--- What is expected ---
Report every line below that has the string "checks" in it.

--- Records provided ---
········
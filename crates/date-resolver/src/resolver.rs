//! Clock-bound front end over the pure resolution functions.

use chrono::NaiveDate;

use crate::clock::{Clock, SystemClock};
use crate::error::Result;
use crate::future;
use crate::resolve::{self, ResolutionMode, ResolvedDate};

/// Resolves day queries against the reference date of a [`Clock`].
///
/// Each method reads `today()` once, so a long-lived resolver always answers
/// relative to the current day. Holds no other state.
#[derive(Debug, Clone, Default)]
pub struct DateResolver<C = SystemClock> {
    clock: C,
}

impl<C: Clock> DateResolver<C> {
    pub fn new(clock: C) -> Self {
        Self { clock }
    }

    pub fn clock(&self) -> &C {
        &self.clock
    }

    pub fn today(&self) -> NaiveDate {
        self.clock.today()
    }

    /// Timetable resolution. See [`resolve::resolve_date`].
    pub fn resolve_date(&self, query: &str) -> NaiveDate {
        resolve::resolve_date(query, self.today())
    }

    /// Attendance resolution without the future guard. See
    /// [`resolve::resolve_date_for_attendance`].
    pub fn resolve_date_for_attendance(&self, query: &str) -> NaiveDate {
        resolve::resolve_date_for_attendance(query, self.today())
    }

    pub fn resolve(&self, query: &str, mode: ResolutionMode) -> NaiveDate {
        resolve::resolve(query, mode, self.today())
    }

    /// Resolve and describe the result.
    pub fn report(&self, query: &str, mode: ResolutionMode) -> ResolvedDate {
        ResolvedDate::new(self.resolve(query, mode), mode)
    }

    pub fn is_future_date(&self, date: NaiveDate) -> bool {
        future::is_future_date(date, self.today())
    }

    pub fn is_future_date_query(&self, query: &str) -> bool {
        future::is_future_date_query(query, self.today())
    }

    /// Attendance resolution with both future checks applied.
    ///
    /// # Errors
    ///
    /// See [`future::guard_historical`].
    pub fn resolve_attendance(&self, query: &str) -> Result<NaiveDate> {
        // One reading of the clock for both the checks and the resolution.
        future::guard_historical(query, self.today())
    }

    /// Validate an explicit ISO date for an attendance lookup.
    ///
    /// # Errors
    ///
    /// See [`future::guard_historical_date`].
    pub fn attendance_on(&self, date: &str) -> Result<NaiveDate> {
        future::guard_historical_date(date, self.today())
    }
}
········
--- Solution to the exercise ---
    /// Attendance resolution with both future checks applied.
        // One reading of the clock for both the checks and the resolution.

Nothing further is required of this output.